Когда она стала посещать занятия в Дася, погода была жаркая и сырая. Ей припомнилось приятное ощущение от того, что можно было носить самую лёгкую одежду. Со студентами она сходилась медленно. То, что она была приезжей актрисой, причём явно вовлечённой в дела левых, подрывало доверие к ней других. Пытаясь создать себе положение в Дася, она прежде всего решила развязаться с Ляо Моша и его женой (ей казалось, что общение с ним компрометирует её в личном и политическом отношениях). А для этого требовалось быстро раздобыть денег. Она навестила свою однокурсницу — довольно состоятельную, насколько ей было известно. Девушка приняла её любезно, что удивило Цзян Цин, так как она привыкла к бесцеремонным отказам. Когда Цзян Цин завела разговор о том, чтобы та одолжила ей 20 юаней, девушка какой-то момент колебалась, пробормотала что-то насчёт того, что совсем недавно заплатила за обучение в университете и наличных денег у неё мало, но все же взаймы дала. Цзян Цин положила деньги в карман и прямиком направилась в мансарду Ляо Моша. Она намеревалась в свою очередь одолжить их ему: ведь она знала, что он очень нуждается (из её рассказа, который стал здесь путаным, следовало, что она, уходя, тем самым «покупает» его молчание). Как только он принял деньги, она объявила, что съезжает с квартиры, и попросила его поскорее возвратить деньги.

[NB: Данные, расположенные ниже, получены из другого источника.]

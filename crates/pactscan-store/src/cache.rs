//! Key/value cache with per-key expiry and atomic counters.
//!
//! The trait mirrors the small command set the store and the rate limiter
//! actually need. [`MemoryCache`] is the in-process implementation used by
//! the CLI and the tests.

use std::collections::HashMap;
use std::sync::Mutex;
use std::time::{Duration, Instant};

use async_trait::async_trait;

use crate::error::StoreError;

#[async_trait]
pub trait Cache: Send + Sync {
    /// Fetch a value. Expired keys read as absent.
    async fn get(&self, key: &str) -> Result<Option<String>, StoreError>;

    /// Store a value. A zero `ttl` means the key never expires.
    async fn set(&self, key: &str, value: &str, ttl: Duration) -> Result<(), StoreError>;

    /// Remove a key. Removing an absent key is not an error.
    async fn delete(&self, key: &str) -> Result<(), StoreError>;

    /// Atomically add one to a counter key, creating it at 1 with no expiry.
    /// Returns the value after the increment.
    async fn increment(&self, key: &str) -> Result<i64, StoreError>;

    /// Set the expiry of an existing key. Returns false if the key is absent.
    async fn expire(&self, key: &str, ttl: Duration) -> Result<bool, StoreError>;
}

struct Entry {
    value: String,
    expires_at: Option<Instant>,
}

impl Entry {
    fn live(&self, now: Instant) -> bool {
        match self.expires_at {
            Some(at) => now < at,
            None => true,
        }
    }
}

/// In-process [`Cache`] backed by a mutex-guarded map.
///
/// Expiry is lazy: dead entries are dropped when touched, not on a timer.
#[derive(Default)]
pub struct MemoryCache {
    entries: Mutex<HashMap<String, Entry>>,
}

impl MemoryCache {
    pub fn new() -> Self {
        Self::default()
    }

    fn deadline(ttl: Duration) -> Option<Instant> {
        (!ttl.is_zero()).then(|| Instant::now() + ttl)
    }
}

#[async_trait]
impl Cache for MemoryCache {
    async fn get(&self, key: &str) -> Result<Option<String>, StoreError> {
        let mut entries = self.entries.lock().unwrap();
        let now = Instant::now();
        match entries.get(key) {
            Some(entry) if entry.live(now) => Ok(Some(entry.value.clone())),
            Some(_) => {
                entries.remove(key);
                Ok(None)
            }
            None => Ok(None),
        }
    }

    async fn set(&self, key: &str, value: &str, ttl: Duration) -> Result<(), StoreError> {
        let mut entries = self.entries.lock().unwrap();
        entries.insert(
            key.to_string(),
            Entry {
                value: value.to_string(),
                expires_at: Self::deadline(ttl),
            },
        );
        Ok(())
    }

    async fn delete(&self, key: &str) -> Result<(), StoreError> {
        self.entries.lock().unwrap().remove(key);
        Ok(())
    }

    async fn increment(&self, key: &str) -> Result<i64, StoreError> {
        let mut entries = self.entries.lock().unwrap();
        let now = Instant::now();
        let next = match entries.get(key) {
            Some(entry) if entry.live(now) => {
                let current: i64 = entry
                    .value
                    .parse()
                    .map_err(|_| StoreError::Cache(format!("key {key} holds a non-counter value")))?;
                current + 1
            }
            _ => 1,
        };
        let expires_at = entries.get(key).and_then(|e| e.expires_at).filter(|_| next > 1);
        entries.insert(
            key.to_string(),
            Entry {
                value: next.to_string(),
                expires_at,
            },
        );
        Ok(next)
    }

    async fn expire(&self, key: &str, ttl: Duration) -> Result<bool, StoreError> {
        let mut entries = self.entries.lock().unwrap();
        let now = Instant::now();
        match entries.get_mut(key) {
            Some(entry) if entry.live(now) => {
                entry.expires_at = Self::deadline(ttl);
                Ok(true)
            }
            Some(_) => {
                entries.remove(key);
                Ok(false)
            }
            None => Ok(false),
        }
    }
}

#[cfg(test)]
mod tests {
    use super::*;

    #[tokio::test]
    async fn set_get_delete_round_trip() {
        let cache = MemoryCache::new();
        cache.set("k", "v", Duration::ZERO).await.unwrap();
        assert_eq!(cache.get("k").await.unwrap().as_deref(), Some("v"));
        cache.delete("k").await.unwrap();
        assert_eq!(cache.get("k").await.unwrap(), None);
    }

    #[tokio::test]
    async fn expired_keys_read_as_absent() {
        let cache = MemoryCache::new();
        cache.set("k", "v", Duration::from_nanos(1)).await.unwrap();
        tokio::time::sleep(Duration::from_millis(2)).await;
        assert_eq!(cache.get("k").await.unwrap(), None);
    }

    #[tokio::test]
    async fn zero_ttl_never_expires() {
        let cache = MemoryCache::new();
        cache.set("k", "v", Duration::ZERO).await.unwrap();
        tokio::time::sleep(Duration::from_millis(2)).await;
        assert_eq!(cache.get("k").await.unwrap().as_deref(), Some("v"));
    }

    #[tokio::test]
    async fn increment_counts_from_one() {
        let cache = MemoryCache::new();
        assert_eq!(cache.increment("n").await.unwrap(), 1);
        assert_eq!(cache.increment("n").await.unwrap(), 2);
        assert_eq!(cache.increment("n").await.unwrap(), 3);
    }

    #[tokio::test]
    async fn increment_restarts_after_expiry() {
        let cache = MemoryCache::new();
        cache.increment("n").await.unwrap();
        assert!(cache.expire("n", Duration::from_nanos(1)).await.unwrap());
        tokio::time::sleep(Duration::from_millis(2)).await;
        assert_eq!(cache.increment("n").await.unwrap(), 1);
    }

    #[tokio::test]
    async fn increment_rejects_non_counter_values() {
        let cache = MemoryCache::new();
        cache.set("k", "not a number", Duration::ZERO).await.unwrap();
        assert!(cache.increment("k").await.is_err());
    }

    #[tokio::test]
    async fn expire_on_absent_key_is_false() {
        let cache = MemoryCache::new();
        assert!(!cache.expire("missing", Duration::from_secs(1)).await.unwrap());
    }
}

(Здесь она прервала повествование, чтобы с негодованием сказать, что по сей день так и не получила с него ни гроша.)
Как бы ни обстояло дело с Ляо, она должна была как можно скорее вернуть деньги однокурснице. Как выйти из положения? У неё имелись некоторые другие скромные источники дохода, среди них — преподавание неполный рабочий день китайского языка в нескольких школах Шанхая. Оплата была почасовой, ставку она не могла припомнить. Её единственный крупный расход в Шанхае составляли траты на транспорт: приходилось ездить на занятия, в школы, на театральные постановки и по другим делам. Так что она сумела скопить немного и в приемлемый срок вернуть подруге 20 юаней. Каким огромным облегчением это было — большим, чем могла представить себе девушка, ничего не знавшая о её тайных затруднениях. Ляо Моша больше не имел права рассчитывать на неё, и она твёрдо решила впредь никогда не иметь дел с членами Лиги левых театральных деятелей (решение, от которого вскоре пришлось отказаться) и меньше всего с теми, кто, как она считала, мешали её доступу к ведущим членам партии в Шанхае, которые могли дать ей то, чего она желала больше всего,— возобновления членства в партии.
Ⅲ
В 30‑х годах для левых всех возрастов и профессий демонстрации стали образом жизни. Организованные группы могли излагать свои взгляды по общенациональным вопросам и обращаться с петициями к правительству более безнаказанно, чем отдельные лица. В 1933 году, вспоминала Цзян Цин, демонстрантам было легче маневрировать, чем в последующие годы. В августе (когда она приступила к преподаванию) она в качестве представительницы группы учителей предместий присоединилась к небольшой группе студентов и рабочих, которые направлялись к пристани приветствовать английского лейбориста лорда Марли и редактора «Юманите» коммуниста Поля Вайяна-Кутюрье: те прибыли на шанхайскую антивоенную конференцию, намеченную на первую неделю сентября[42]
. Китайцы с двумя духовыми оркестрами приветствовали их, размахивая красными флагами и устраивая фейерверки, выражая своё почтение этим выдающимся поборникам «антиимпериализма».Демонстрации, зарождавшиеся в университете, разительно отличались от тех, что проходили на улицах Шанхая. О том, что составляло университетскую среду (профессора, студенты, занятия, непрерывная игра идей), её воспоминания менее ярки, чем о неминуемом аресте и о бунте. Как она помнит, в 1933—1934 годах партийная организация в Шанхае, а следовательно, и в Дася всё ещё придерживались левой линии Ван Мина, а политическая ориентация Коммунистического союза молодёжи была ещё левее ванминовской. Из-за этого и других расхождений в политической позиции среди самих членов партии она не могла автоматически считать таких союзников по борьбе друзьями[43]
. Какими бы малонадёжными друзьями они ни были, им всё же приходилось жить вместе под угрозой ГМД, который стремился подавить организованное сопротивление, внедряя в студенческую среду синерубашечников (милитаристский молодёжный корпус, который часто называли фашистским и сравнивали с коричневорубашечниками Гитлера и чернорубашечниками Муссолини), шпионов и агентов; все они были тайно вооружены. Там и в Шанхае в целом было трудно отличить друзей от врагов.